Urteil

Zwangsbehandlung trotz Patientenverfügung rechtens

Auch wenn eine gegenteilige Verfügung vorliegt, darf ein psychisch Erkrankter zwangsbehandelt werden. Das urteilte ein Landgericht.

Von Martin Wortmann Veröffentlicht:
Es kommt auf den jeweiligen Zustand des Patienten an, ob der in der Verfügung festgelegte Wille im Ernstfall zählt.

Es kommt auf den jeweiligen Zustand des Patienten an, ob der in der Verfügung festgelegte Wille im Ernstfall zählt.

© Dan Race / Fotolia

Osnabrück. Die Zwangsunterbringung in einer psychiatrischen Einrichtung und eine Zwangsbehandlung mit Medikamenten können auch dann zulässig sein, wenn die betroffene Person dies in einer Patientenverfügung abgelehnt hat.

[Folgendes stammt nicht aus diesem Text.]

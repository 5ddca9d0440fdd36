//! Schema definitions and migration runner for SurrealDB.
//!
//! All table definitions use SCHEMAFULL mode for data integrity.
//! UUIDs are stored as strings. Enums are stored as strings with
//! ASSERT constraints for validation.

use surrealdb::{Connection, Surreal};
use surrealdb_types::SurrealValue;
use tracing::info;

use crate::error::DbError;

// -----------------------------------------------------------------------
// Migration tracking
// -----------------------------------------------------------------------

const MIGRATION_TABLE_DDL: &str = "\
DEFINE TABLE IF NOT EXISTS _migration SCHEMAFULL;
DEFINE FIELD IF NOT EXISTS version ON TABLE _migration TYPE int;
DEFINE FIELD IF NOT EXISTS name ON TABLE _migration TYPE string;
DEFINE FIELD IF NOT EXISTS applied_at ON TABLE _migration TYPE datetime \
    DEFAULT time::now();
DEFINE INDEX IF NOT EXISTS idx_migration_version ON TABLE _migration \
    COLUMNS version UNIQUE;
";

#[derive(Debug, SurrealValue)]
struct MigrationRecord {
    version: u32,
    #[allow(dead_code)]
    name: String,
}

struct Migration {
    version: u32,
    name: &'static str,
    sql: &'static str,
}

static MIGRATIONS: &[Migration] = &[Migration {
    version: 1,
    name: "initial_schema",
    sql: SCHEMA_V1,
}];

// -----------------------------------------------------------------------
// Schema v1 — initial table definitions
// -----------------------------------------------------------------------

const SCHEMA_V1: &str = "\
-- =======================================================================
-- Users
-- =======================================================================
DEFINE TABLE user SCHEMAFULL;
DEFINE FIELD username ON TABLE user TYPE string;
DEFINE FIELD password_hash ON TABLE user TYPE string;
DEFINE FIELD otp ON TABLE user TYPE option<string>;
DEFINE FIELD locked ON TABLE user TYPE bool DEFAULT true;
DEFINE FIELD active ON TABLE user TYPE bool DEFAULT true;
DEFINE FIELD role ON TABLE user TYPE string \
    ASSERT $value IN ['Employee', 'Student', 'Guest'];
DEFINE FIELD authorities ON TABLE user TYPE array;
DEFINE FIELD authorities.* ON TABLE user TYPE string;
DEFINE FIELD joined_at ON TABLE user TYPE datetime \
    DEFAULT time::now();
DEFINE FIELD last_login_at ON TABLE user TYPE option<datetime>;
DEFINE INDEX idx_user_username ON TABLE user \
    COLUMNS username UNIQUE;
DEFINE INDEX idx_user_otp ON TABLE user COLUMNS otp;

-- =======================================================================
-- Person profiles (employee / student / external / guest variants)
-- =======================================================================
DEFINE TABLE profile SCHEMAFULL;
DEFINE FIELD kind ON TABLE profile TYPE string \
    ASSERT $value IN ['Employee', 'Student', 'External', 'Guest'];
DEFINE FIELD number ON TABLE profile TYPE string;
DEFINE FIELD email ON TABLE profile TYPE string;
DEFINE FIELD user_id ON TABLE profile TYPE option<string>;
DEFINE FIELD created_at ON TABLE profile TYPE datetime \
    DEFAULT time::now();
DEFINE INDEX idx_profile_kind_number ON TABLE profile \
    COLUMNS kind, number UNIQUE;
DEFINE INDEX idx_profile_email ON TABLE profile COLUMNS email;
DEFINE INDEX idx_profile_user ON TABLE profile COLUMNS user_id;
";

// -----------------------------------------------------------------------
// Public API
// -----------------------------------------------------------------------

/// Run all pending migrations against the given SurrealDB client.
///
/// Creates a `_migration` tracking table on first run, then applies
/// each migration whose version exceeds the current maximum.
/// All DEFINE statements are idempotent so re-running is safe.
pub async fn run_migrations<C: Connection>(db: &Surreal<C>) -> Result<(), DbError> {
    // Ensure migration tracking table exists (idempotent).
    db.query(MIGRATION_TABLE_DDL)
        .await?
        .check()
        .map_err(|e| DbError::Migration(e.to_string()))?;

    // Determine current schema version.
    let mut result = db
        .query("SELECT * FROM _migration ORDER BY version DESC LIMIT 1")
        .await?;
    let records: Vec<MigrationRecord> = result.take(0)?;
    let current_version = records.first().map(|m| m.version).unwrap_or(0);

    for migration in MIGRATIONS {
        if migration.version > current_version {
            info!(
                version = migration.version,
                name = migration.name,
                "Applying migration"
            );
            db.query(migration.sql).await?.check().map_err(|e| {
                DbError::Migration(format!(
                    "Migration v{} '{}' failed: {}",
                    migration.version, migration.name, e,
                ))
            })?;

            // Record the applied migration.
            db.query(
                "CREATE _migration SET version = $version, \
                 name = $name",
            )
            .bind(("version", migration.version))
            .bind(("name", migration.name))
            .await?
            .check()
            .map_err(|e| {
                DbError::Migration(format!(
                    "Failed to record migration v{}: {}",
                    migration.version, e,
                ))
            })?;

            info!(
                version = migration.version,
                "Migration applied successfully"
            );
        }
    }

    Ok(())
}

/// Returns the raw schema DDL for version 1.
///
/// Exposed for testing with in-memory SurrealDB instances that
/// bypass the migration runner.
pub fn schema_v1() -> &'static str {
    SCHEMA_V1
}

#[cfg(test)]
mod tests {
    use super::*;

    #[test]
    fn schema_v1_is_nonempty() {
        assert!(!SCHEMA_V1.is_empty());
    }

    #[test]
    fn migrations_are_ordered() {
        for window in MIGRATIONS.windows(2) {
            assert!(
                window[0].version < window[1].version,
                "Migrations must be in ascending version order"
            );
        }
    }
}
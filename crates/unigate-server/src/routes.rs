//! HTTP routes configuration.

use axum::{
    Router,
    routing::{get, post},
};
use tower_http::trace::TraceLayer;

use crate::handlers;
use crate::state::SharedState;

pub fn build_router(state: SharedState) -> Router {
    Router::new()
        .route("/user/register", post(handlers::register))
        .route("/user/login", post(handlers::login))
        .route("/user/forgot-password", post(handlers::forgot_password))
        .route(
            "/user/verify-forgot-password",
            post(handlers::verify_forgot_password),
        )
        .route("/user/verify-otp", post(handlers::verify_otp))
        .route("/user/forgot-username", post(handlers::forgot_username))
        .route(
            "/user/verify-otp-forgot-username",
            post(handlers::verify_forgot_username),
        )
        .route("/user/list", get(handlers::list_users))
        .layer(TraceLayer::new_for_http())
        .with_state(state)
}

Sie sind zulässig, wenn die betroffene Person eine Gefahr für Dritte bedeutet, wie das Landgericht Osnabrück entschied.

Im Streitfall hatte eine Gemeinde die Zwangsunterbringung beantragt. Der Betroffene zeige sexuell enthemmtes und aggressives Verhalten und sei daher eine Gefahr für Dritte. Zudem sei er wegen einer potenziell lebensbedrohlichen körperlichen Erkrankung auf die Einnahme von Medikamenten angewiesen, was er aufgrund seiner psychischen Erkrankung aber nicht erfassen könne.

Allerdings hatte der Betroffene eine Patientenverfügung unterschrieben. Darin lehnt er „jede Zwangsbehandlung egal mit welchen als Medikamenten bezeichneten Stoffen“ ebenso ab wie die „Unterbringung in einer geschlossenen psychiatrischen Einrichtung“.

Selbsthilfeorganisationen aktiv

Eine entsprechende Patientenverfügung wird von der Initiative „PatVerfü“ im Internet unter dem Slogan „Für Freiheit, gegen Zwang“ angeboten. Dahinter stehen die Bundesarbeitsgemeinschaft Psychiatrie-Erfahrener und weitere Selbsthilfeorganisationen.

In der Verfügung werden psychiatrische Diagnosen als „schwere Persönlichkeitsverletzung“, eine Unterbringung als „Gefangennahme“ und eine Zwangsbehandlung als „Folter und schwerste Körperverletzung“ bezeichnet.

Das Landgericht Osnabrück ging nun davon aus, dass die Unterzeichner der Patientenverfügung sich „allein gegen psychiatrische Zwangsbehandlungen schützen wollen“. Dies sei bei der Auslegung zu berücksichtigen, sodass der Ausschluss einer Zwangsmedikation bei körperlichen Leiden nicht greife.

Unter den üblichen Voraussetzungen sei hier eine Zwangsbehandlung daher zulässig, insbesondere dann, wenn die Person die Notwendigkeit der Behandlung nicht mehr erkennen könne.

Nach dem Osnabrücker Beschluss kann die Patientenverfügung die Unterbringung und Zwangsbehandlung wegen einer psychischen Erkrankung nicht in jedem Fall verhindern. Das Selbstbestimmungsrecht des Einzelnen, gelte nicht uneingeschränkt. Es finde seine Grenzen in den Rechten Dritter.

Eine Zwangsbehandlung sei daher trotz entgegenstehender Patientenverfügung zulässig, „wenn sie dem Schutz anderer Bürgerinnen und Bürger dient“. Sei jemand aufgrund seiner Erkrankung gefährlich für Dritte, müsse sich das berechtigte Interesse der Allgemeinheit gegen das Selbstbestimmungsrecht des Einzelnen durchsetzen.

Revision beim BGH möglich

Diese Voraussetzungen sah das Landgericht hier als erfüllt an. Neben der Unterbringung sei auch die Zwangsbehandlung dadurch gerechtfertigt, „den Zustand der betroffenen Person zu verbessern“.

Damit diene sie auch dazu, die in der Verfügung abgelehnte aber „zum Schutz der Allgemeinheit nötige Unterbringung möglichst kurz zu halten“.

Gegen diesen Beschluss ließ das LG Osnabrück den Rechtsweg zum Bundesgerichtshof in Karlsruhe zu. Das Verhältnis zwischen Patientenverfügung und Zwangsbehandlung sei höchstrichterlich nicht geklärt.